┌──
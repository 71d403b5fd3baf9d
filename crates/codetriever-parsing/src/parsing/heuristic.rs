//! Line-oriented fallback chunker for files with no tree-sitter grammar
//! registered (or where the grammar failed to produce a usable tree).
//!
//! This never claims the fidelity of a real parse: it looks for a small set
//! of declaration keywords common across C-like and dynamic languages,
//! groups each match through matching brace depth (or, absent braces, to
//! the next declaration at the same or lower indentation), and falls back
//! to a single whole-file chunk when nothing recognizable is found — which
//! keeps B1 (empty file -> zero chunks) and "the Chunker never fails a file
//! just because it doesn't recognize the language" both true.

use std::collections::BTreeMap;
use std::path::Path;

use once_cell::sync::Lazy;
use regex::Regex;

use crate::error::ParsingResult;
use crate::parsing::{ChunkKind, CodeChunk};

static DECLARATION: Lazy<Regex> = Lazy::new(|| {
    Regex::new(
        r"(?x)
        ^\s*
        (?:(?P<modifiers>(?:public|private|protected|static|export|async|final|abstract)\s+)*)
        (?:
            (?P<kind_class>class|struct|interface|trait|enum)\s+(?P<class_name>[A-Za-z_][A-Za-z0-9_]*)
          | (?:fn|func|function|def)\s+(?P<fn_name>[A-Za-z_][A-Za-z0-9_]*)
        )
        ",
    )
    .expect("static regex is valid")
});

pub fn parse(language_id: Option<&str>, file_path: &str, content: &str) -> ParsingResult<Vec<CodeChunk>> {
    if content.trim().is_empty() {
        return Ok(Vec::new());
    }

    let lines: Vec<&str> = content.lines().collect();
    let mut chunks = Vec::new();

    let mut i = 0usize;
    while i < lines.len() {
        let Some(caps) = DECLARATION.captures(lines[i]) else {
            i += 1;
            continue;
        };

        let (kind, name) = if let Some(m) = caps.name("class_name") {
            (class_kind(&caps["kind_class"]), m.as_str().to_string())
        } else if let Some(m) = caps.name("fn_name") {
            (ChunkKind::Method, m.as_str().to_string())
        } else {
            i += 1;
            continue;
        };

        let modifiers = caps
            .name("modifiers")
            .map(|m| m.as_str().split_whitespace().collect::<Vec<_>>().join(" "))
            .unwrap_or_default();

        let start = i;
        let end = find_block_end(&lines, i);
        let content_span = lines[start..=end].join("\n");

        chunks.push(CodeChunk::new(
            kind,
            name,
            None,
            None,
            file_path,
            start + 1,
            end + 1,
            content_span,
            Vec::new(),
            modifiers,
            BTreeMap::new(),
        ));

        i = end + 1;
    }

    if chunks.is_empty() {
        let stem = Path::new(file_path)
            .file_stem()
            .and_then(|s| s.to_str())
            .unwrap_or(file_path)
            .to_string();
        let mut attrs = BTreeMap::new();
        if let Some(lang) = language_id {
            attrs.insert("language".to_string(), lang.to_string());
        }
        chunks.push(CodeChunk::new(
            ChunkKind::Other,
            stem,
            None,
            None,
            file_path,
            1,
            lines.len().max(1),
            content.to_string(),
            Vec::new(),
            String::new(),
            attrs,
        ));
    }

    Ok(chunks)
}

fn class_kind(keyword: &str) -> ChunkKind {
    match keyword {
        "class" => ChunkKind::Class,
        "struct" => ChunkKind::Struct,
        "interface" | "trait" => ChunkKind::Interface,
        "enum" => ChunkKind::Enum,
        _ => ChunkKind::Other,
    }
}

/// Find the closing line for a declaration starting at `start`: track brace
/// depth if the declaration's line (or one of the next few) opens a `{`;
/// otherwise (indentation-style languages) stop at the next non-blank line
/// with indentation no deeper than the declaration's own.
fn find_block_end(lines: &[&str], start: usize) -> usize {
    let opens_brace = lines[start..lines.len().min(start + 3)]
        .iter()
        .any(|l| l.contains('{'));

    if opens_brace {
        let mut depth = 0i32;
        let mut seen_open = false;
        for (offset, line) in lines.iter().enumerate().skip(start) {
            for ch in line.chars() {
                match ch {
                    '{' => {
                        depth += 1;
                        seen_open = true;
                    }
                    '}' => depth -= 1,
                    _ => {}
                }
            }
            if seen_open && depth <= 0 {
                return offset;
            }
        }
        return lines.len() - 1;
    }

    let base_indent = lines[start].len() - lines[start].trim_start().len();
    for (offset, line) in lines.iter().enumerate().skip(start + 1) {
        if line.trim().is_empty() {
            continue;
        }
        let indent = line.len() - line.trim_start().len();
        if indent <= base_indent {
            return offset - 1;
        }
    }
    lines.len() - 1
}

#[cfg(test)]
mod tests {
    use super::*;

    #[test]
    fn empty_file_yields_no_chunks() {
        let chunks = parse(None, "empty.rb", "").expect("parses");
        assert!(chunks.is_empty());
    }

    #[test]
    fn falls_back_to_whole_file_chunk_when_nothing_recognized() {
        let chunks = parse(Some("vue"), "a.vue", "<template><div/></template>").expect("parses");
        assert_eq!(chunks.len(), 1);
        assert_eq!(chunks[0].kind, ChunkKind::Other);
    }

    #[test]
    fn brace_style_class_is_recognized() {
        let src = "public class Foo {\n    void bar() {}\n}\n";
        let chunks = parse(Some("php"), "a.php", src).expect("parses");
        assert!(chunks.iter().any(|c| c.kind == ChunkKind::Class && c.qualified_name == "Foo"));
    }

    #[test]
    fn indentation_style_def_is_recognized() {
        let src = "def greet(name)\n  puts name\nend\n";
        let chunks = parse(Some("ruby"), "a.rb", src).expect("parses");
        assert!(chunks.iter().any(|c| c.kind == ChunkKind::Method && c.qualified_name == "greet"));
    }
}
└──
[What this task involves]
From the listing above, copy every line that includes the word "parse".

[Answer]
//! This never claims the fidelity of a real parse: it looks for a small set
pub fn parse(language_id: Option<&str>, file_path: &str, content: &str) -> ParsingResult<Vec<CodeChunk>> {
        let chunks = parse(None, "empty.rb", "").expect("parses");
        let chunks = parse(Some("vue"), "a.vue", "<template><div/></template>").expect("parses");
        let chunks = parse(Some("php"), "a.php", src).expect("parses");
        let chunks = parse(Some("ruby"), "a.rb", src).expect("parses");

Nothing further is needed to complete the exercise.